In the 1960s, Nam June Paik built the first non-human action artist in history. In 2018, the Japanese roboticist Hiroshi Ishiguro had his android, Alter 3, conduct an opera and Pinar Yoldas' Kitty AI ruled the world. The exhibition Körperwende shows how artists negotiate the boundaries between human and machine, between living, artificial, and inanimate bodies.

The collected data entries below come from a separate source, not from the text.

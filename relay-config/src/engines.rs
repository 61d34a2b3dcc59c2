//! Per-engine CLI paths and extra arguments, read from environment
//! variables (spec.md §2.3). One field per engine shipped in
//! `relay-runner`; `None` means that engine isn't configured and won't be
//! registered in the `EngineRegistry`.

use std::env;

/// `codex exec --json` invocation settings.
pub struct CodexSettings {
    pub command: String,
    pub extra_args: Vec<String>,
    pub title: String,
}

/// `pi` invocation settings (no fixed command — the translator always
/// shells out to the `pi` binary on `PATH`, matching
/// `original_source/src/takopi/runners/pi.py`).
pub struct PiSettings {
    pub extra_args: Vec<String>,
    pub model: Option<String>,
    pub provider: Option<String>,
}

pub struct EngineSettings {
    pub codex: Option<CodexSettings>,
    pub claude_cmd: Option<String>,
    pub claude_model: Option<String>,
    pub opencode_cmd: Option<String>,
    pub opencode_model: Option<String>,
    pub pi: Option<PiSettings>,
}

fn split_args(value: &str) -> Vec<String> {
    value.split_whitespace().map(str::to_string).collect()
}

impl EngineSettings {
    pub fn load() -> Self {
        let codex = env::var("RELAY_CODEX_CMD").ok().map(|command| CodexSettings {
            command,
            extra_args: env::var("RELAY_CODEX_ARGS")
                .ok()
                .map(|s| split_args(&s))
                .unwrap_or_default(),
            title: env::var("RELAY_CODEX_TITLE").unwrap_or_else(|_| "codex".to_string()),
        });

        let claude_cmd = env::var("RELAY_CLAUDE_CMD").ok();
        let claude_model = env::var("RELAY_CLAUDE_MODEL").ok().filter(|s| !s.trim().is_empty());

        let opencode_cmd = env::var("RELAY_OPENCODE_CMD").ok();
        let opencode_model = env::var("RELAY_OPENCODE_MODEL").ok().filter(|s| !s.trim().is_empty());

        let pi = env::var("RELAY_PI_CMD").ok().map(|_| PiSettings {
            extra_args: env::var("RELAY_PI_ARGS")
                .ok()
                .map(|s| split_args(&s))
                .unwrap_or_default(),
            model: env::var("RELAY_PI_MODEL").ok().filter(|s| !s.trim().is_empty()),
            provider: env::var("RELAY_PI_PROVIDER").ok().filter(|s| !s.trim().is_empty()),
        });

        Self {
            codex,
            claude_cmd,
            claude_model,
            opencode_cmd,
            opencode_model,
            pi,
        }
    }
}

#[cfg(test)]
mod tests {
    use super::*;
    use serial_test::serial;

    #[test]
    #[serial]
    fn unset_engines_load_as_none() {
        for var in ["RELAY_CODEX_CMD", "RELAY_CLAUDE_CMD", "RELAY_OPENCODE_CMD", "RELAY_PI_CMD"] {
            env::remove_var(var);
        }
        let settings = EngineSettings::load();
        assert!(settings.codex.is_none());
        assert!(settings.claude_cmd.is_none());
        assert!(settings.opencode_cmd.is_none());
        assert!(settings.pi.is_none());
    }

    #[test]
    #[serial]
    fn codex_args_split_on_whitespace() {
        env::set_var("RELAY_CODEX_CMD", "codex");
        env::set_var("RELAY_CODEX_ARGS", "--full-auto --json");
        env::remove_var("RELAY_CODEX_TITLE");

        let settings = EngineSettings::load();
        let codex = settings.codex.unwrap();
        assert_eq!(codex.extra_args, vec!["--full-auto", "--json"]);
        assert_eq!(codex.title, "codex");

        env::remove_var("RELAY_CODEX_CMD");
        env::remove_var("RELAY_CODEX_ARGS");
    }
}
//! Subprocess harness and per-engine translators (spec.md §3, §4.2).
//!
//! [`SubprocessRunner`] drives one engine invocation end to end; each
//! engine under [`engines`] supplies a [`Translator`] that turns that
//! engine's newline-delimited JSON protocol into neutral [`relay_core::Event`]s.

pub mod alias;
pub mod engines;
pub mod process;
pub mod runner;
pub mod translator;

pub use alias::AliasTranslator;
pub use engines::claude::ClaudeTranslator;
pub use engines::codex::CodexTranslator;
pub use engines::opencode::OpenCodeTranslator;
pub use engines::pi::PiTranslator;
pub use process::ManagedProcess;
pub use runner::SubprocessRunner;
pub use translator::{JsonlRunState, Translator};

When the film The Thieving Hand was released in 1908, the filmmaker had no idea how quickly prostheses and human machines would develop in the future. This early silent cinema fantasy about an obstinate kleptomaniac hand kicks the exhibition Körperwende - from Nam June Paik to Hiroshi Ishiguro off. Video excerpts from Nam June Paik's first non-human action artist, Robot K456, and Erika Kiffl's photographs of Paik's robot works at the 1993 Biennale are also on display, as well as Hiroshi Ishiguro's humanoid robot conductor, Alter 3, and Nick Ervinck’s futuristic 3-D sculptures of androids.
Martina Menegon’s VR work addresses the split between real and virtual, flesh and data; Pinar Yoldas' Kitty AI proclaims a postapocalyptic, sociopolitical and economic manifesto. From the phenomenon of phantom limb pain in Oscar Santillan’s work to Ivana Bašić’s wax sculpture that exposes “healthy” and “deformed” bodies as ideological constructs, the exhibition explores the limits of the body and body image, the self and the other, and the perception of the body in space. Somewhere between artificial production, imaginative candor, and the fragility of the body, the works create atmospheres between amazement, alienation, fear fantasies, and beauty.